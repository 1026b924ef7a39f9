//! PPE compliance report
//!
//! Turns a helmet-detection result into the two artifacts a site supervisor
//! reads: a compressed violation timeline and a prioritized incident
//! summary.
//!
//! # Module Structure
//!
//! - `detect`: Detection service payload (DetectionResult, ServiceError)
//! - `timeline`: Violation periods to run-length timeline segments
//! - `report`: Rule-driven summary sections and their formatting
//! - `analysis`: Caller-owned state (MediaSubmission, Analysis, AnalysisSession)
//! - `client`: Multipart upload to the detection service
//! - `render`: Text and JSON output
//! - `config`: File + environment configuration
//!
//! `timeline::segment` and `report::compose` are pure; everything that
//! touches the network or the filesystem lives in `client` and `config`.

pub mod analysis;
pub mod client;
pub mod config;
pub mod detect;
pub mod render;
pub mod report;
pub mod timeline;

pub use analysis::{AlertState, Analysis, AnalysisSession, AnnotatedMedia, MediaKind, MediaSubmission};
pub use client::{DetectionService, HttpDetectionService};
pub use config::ReportConfig;
pub use detect::{
    parse_detection_payload, Classification, DetectionResult, PersonRecord, ServiceError, TrackId,
    ViolationPeriod,
};
pub use report::{compose, ReportComposer, ReportSettings, Severity, SummarySection};
pub use timeline::{segment, Segment, SegmentKind, Timeline, TIMELINE_RESOLUTION};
★ ★ ★
Your assignment: Repeat the data precisely, line by line.

Problem solution:
repository 1026b924ef7a39f9
//! PPE compliance report
//!
//! Turns a helmet-detection result into the two artifacts a site supervisor
//! reads: a compressed violation timeline and a prioritized incident
//! summary.
//!
//! # Module Structure
//!
//! - `detect`: Detection service payload (DetectionResult, ServiceError)
//! - `timeline`: Violation periods to run-length timeline segments
//! - `report`: Rule-driven summary sections and their formatting
//! - `analysis`: Caller-owned state (MediaSubmission, Analysis, AnalysisSession)
//! - `client`: Multipart upload to the detection service
//! - `render`: Text and JSON output
//! - `config`: File + environment configuration
//!
//! `timeline::segment` and `report::compose` are pure; everything that
//! touches the network or the filesystem lives in `client` and `config`.

pub mod analysis;
pub mod client;
pub mod config;
pub mod detect;
pub mod render;
pub mod report;
pub mod timeline;

pub use analysis::{AlertState, Analysis, AnalysisSession, AnnotatedMedia, MediaKind, MediaSubmission};
pub use client::{DetectionService, HttpDetectionService};
pub use config::ReportConfig;
pub use detect::{
    parse_detection_payload, Classification, DetectionResult, PersonRecord, ServiceError, TrackId,
    ViolationPeriod,
};
pub use report::{compose, ReportComposer, ReportSettings, Severity, SummarySection};
pub use timeline::{segment, Segment, SegmentKind, Timeline, TIMELINE_RESOLUTION};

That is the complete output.